**Exercise instructions**:
The answer must be one number: how many lines in the data below include the string "listing".

[Stored data]
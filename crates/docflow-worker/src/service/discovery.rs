//! Upload discovery.

use std::collections::HashSet;
use std::sync::Arc;

use async_stream::try_stream;
use docflow_opendal::StorageBackend;
use futures::{Stream, TryStreamExt};
use strum::{Display, IntoStaticStr};

use super::CompletionStore;
use crate::job::{Candidate, JobId, UploadObject};
use crate::{Result, TRACING_TARGET, WorkerError};

/// Why an upload was not turned into a job.
#[derive(Debug, Clone, Copy, PartialEq, Eq, Display, IntoStaticStr)]
#[strum(serialize_all = "snake_case")]
pub enum SkipReason {
    /// Smaller than the minimum size, most likely a truncated upload.
    TooSmall,
    /// Does not carry the document extension.
    WrongExtension,
    /// The key has no usable file stem.
    NoIdentifier,
}

/// Eligibility rules applied to every listed upload.
#[derive(Debug, Clone)]
pub struct DiscoveryFilter {
    min_size: u64,
    extension: String,
}

impl DiscoveryFilter {
    /// Creates a filter for `extension` uploads of at least `min_size` bytes.
    pub fn new(min_size: u64, extension: impl Into<String>) -> Self {
        let extension: String = extension.into();
        Self {
            min_size,
            extension: extension.trim_start_matches('.').to_owned(),
        }
    }

    /// Returns the job identifier for an eligible upload.
    ///
    /// The size check runs first so a truncated upload is reported as such
    /// even when it also has the wrong extension.
    pub fn check(&self, object: &UploadObject) -> Result<JobId, SkipReason> {
        if object.size_bytes < self.min_size {
            return Err(SkipReason::TooSmall);
        }

        let matches = object
            .extension()
            .is_some_and(|ext| ext.eq_ignore_ascii_case(&self.extension));
        if !matches {
            return Err(SkipReason::WrongExtension);
        }

        object.job_id().ok_or(SkipReason::NoIdentifier)
    }
}

/// Finds uploads that still need processing.
#[derive(Clone)]
pub struct Discovery {
    storage: StorageBackend,
    tracker: Arc<dyn CompletionStore>,
    filter: DiscoveryFilter,
    prefix: String,
}

impl Discovery {
    /// Creates a discovery over `prefix`.
    pub fn new(
        storage: StorageBackend,
        tracker: Arc<dyn CompletionStore>,
        filter: DiscoveryFilter,
        prefix: impl Into<String>,
    ) -> Self {
        Self {
            storage,
            tracker,
            filter,
            prefix: prefix.into(),
        }
    }

    /// Streams every eligible, not yet completed upload below the prefix.
    ///
    /// The listing follows continuation pages to the end. When two uploads
    /// map to the same identifier only the first one listed is yielded. A
    /// listing or marker lookup failure ends the stream with a
    /// [`WorkerError::Discovery`].
    pub fn discover(&self) -> impl Stream<Item = Result<Candidate>> + Send + 'static {
        let listing = self.storage.list(&self.prefix);
        let tracker = self.tracker.clone();
        let filter = self.filter.clone();
        let prefix = self.prefix.clone();

        try_stream! {
            let mut listing = std::pin::pin!(listing);
            let mut seen = HashSet::new();

            while let Some(entry) = listing.try_next().await.map_err(|err| {
                WorkerError::discovery_with_source(format!("cannot list '{prefix}'"), err)
            })? {
                let object = UploadObject::from(entry);

                let job_id = match filter.check(&object) {
                    Ok(job_id) => job_id,
                    Err(SkipReason::TooSmall) => {
                        tracing::warn!(
                            target: TRACING_TARGET,
                            key = %object.key,
                            size = object.size_bytes,
                            "Upload too small, skipping"
                        );
                        continue;
                    }
                    Err(reason) => {
                        tracing::trace!(
                            target: TRACING_TARGET,
                            key = %object.key,
                            reason = %reason,
                            "Upload skipped"
                        );
                        continue;
                    }
                };

                if !seen.insert(job_id.clone()) {
                    tracing::warn!(
                        target: TRACING_TARGET,
                        key = %object.key,
                        doc_id = %job_id,
                        "Duplicate document id in listing, skipping"
                    );
                    continue;
                }

                let complete = tracker.is_complete(&job_id).await.map_err(|err| {
                    WorkerError::discovery_with_source(
                        format!("cannot read completion marker for '{job_id}'"),
                        err,
                    )
                })?;
                if complete {
                    continue;
                }

                yield Candidate {
                    job_id,
                    key: object.key,
                    size_bytes: object.size_bytes,
                };
            }
        }
    }
}

impl std::fmt::Debug for Discovery {
    fn fmt(&self, f: &mut std::fmt::Formatter<'_>) -> std::fmt::Result {
        f.debug_struct("Discovery")
            .field("prefix", &self.prefix)
            .field("filter", &self.filter)
            .finish_non_exhaustive()
    }
}

#[cfg(test)]
mod tests {
    use docflow_opendal::StorageConfig;

    use super::*;
    use crate::service::ObjectCompletionStore;

    fn pdf(len: usize) -> Vec<u8> {
        vec![b'%'; len]
    }

    async fn setup() -> (StorageBackend, Arc<ObjectCompletionStore>, Discovery) {
        let storage = StorageBackend::new(StorageConfig::memory()).unwrap();
        let tracker = Arc::new(ObjectCompletionStore::new(storage.clone(), "markers/"));
        let discovery = Discovery::new(
            storage.clone(),
            tracker.clone(),
            DiscoveryFilter::new(1024, "pdf"),
            "uploads/",
        );
        (storage, tracker, discovery)
    }

    async fn collect(discovery: &Discovery) -> Vec<Candidate> {
        discovery.discover().try_collect().await.unwrap()
    }

    #[test]
    fn test_filter_rules() {
        let filter = DiscoveryFilter::new(1024, ".pdf");

        assert_eq!(
            filter.check(&UploadObject::new("uploads/doc1.pdf", 2048)),
            Ok(JobId::from_key("doc1").unwrap())
        );
        assert!(filter.check(&UploadObject::new("uploads/Scan.PDF", 1024)).is_ok());
        assert_eq!(
            filter.check(&UploadObject::new("uploads/notes.txt", 4096)),
            Err(SkipReason::WrongExtension)
        );
        assert_eq!(
            filter.check(&UploadObject::new("uploads/doc1.pdf", 500)),
            Err(SkipReason::TooSmall)
        );
        // Size is checked before the extension.
        assert_eq!(
            filter.check(&UploadObject::new("uploads/notes.txt", 10)),
            Err(SkipReason::TooSmall)
        );
        assert_eq!(
            filter.check(&UploadObject::new("uploads/.pdf", 4096)),
            Err(SkipReason::WrongExtension)
        );
    }

    #[tokio::test]
    async fn test_discovers_eligible_uploads() {
        let (storage, _, discovery) = setup().await;
        storage.write("uploads/doc1.pdf", pdf(2048)).await.unwrap();
        storage.write("uploads/small.pdf", pdf(500)).await.unwrap();
        storage.write("uploads/notes.txt", pdf(4096)).await.unwrap();
        storage.write("results/doc1/report.pdf", pdf(4096)).await.unwrap();

        let found = collect(&discovery).await;
        assert_eq!(found.len(), 1);
        assert_eq!(found[0].job_id.as_str(), "doc1");
        assert_eq!(found[0].key, "uploads/doc1.pdf");
        assert_eq!(found[0].size_bytes, 2048);
    }

    #[tokio::test]
    async fn test_completed_jobs_are_not_rediscovered() {
        let (storage, tracker, discovery) = setup().await;
        storage.write("uploads/doc1.pdf", pdf(2048)).await.unwrap();
        storage.write("uploads/doc2.pdf", pdf(2048)).await.unwrap();

        tracker
            .mark_complete(&JobId::from_key("doc1").unwrap())
            .await
            .unwrap();

        let found = collect(&discovery).await;
        assert_eq!(found.len(), 1);
        assert_eq!(found[0].job_id.as_str(), "doc2");
    }

    #[tokio::test]
    async fn test_duplicate_ids_yield_once() {
        let (storage, _, discovery) = setup().await;
        storage.write("uploads/a/doc1.pdf", pdf(2048)).await.unwrap();
        storage.write("uploads/b/doc1.PDF", pdf(2048)).await.unwrap();

        let found = collect(&discovery).await;
        assert_eq!(found.len(), 1);
        assert_eq!(found[0].job_id.as_str(), "doc1");
    }

    #[tokio::test]
    async fn test_empty_prefix() {
        let (_, _, discovery) = setup().await;
        assert!(collect(&discovery).await.is_empty());
    }

    #[tokio::test]
    async fn test_marker_failure_is_a_discovery_error() {
        struct BrokenStore;

        #[async_trait::async_trait]
        impl CompletionStore for BrokenStore {
            async fn is_complete(&self, job_id: &JobId) -> Result<bool> {
                Err(WorkerError::marker(job_id.as_str(), "store offline"))
            }

            async fn mark_complete(&self, _job_id: &JobId) -> Result<()> {
                Ok(())
            }
        }

        let storage = StorageBackend::new(StorageConfig::memory()).unwrap();
        storage.write("uploads/doc1.pdf", pdf(2048)).await.unwrap();
        let discovery = Discovery::new(
            storage,
            Arc::new(BrokenStore),
            DiscoveryFilter::new(1024, "pdf"),
            "uploads/",
        );

        let result: Result<Vec<_>> = discovery.discover().try_collect().await;
        assert!(matches!(result, Err(WorkerError::Discovery { .. })));
    }
}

**Written solution**:
6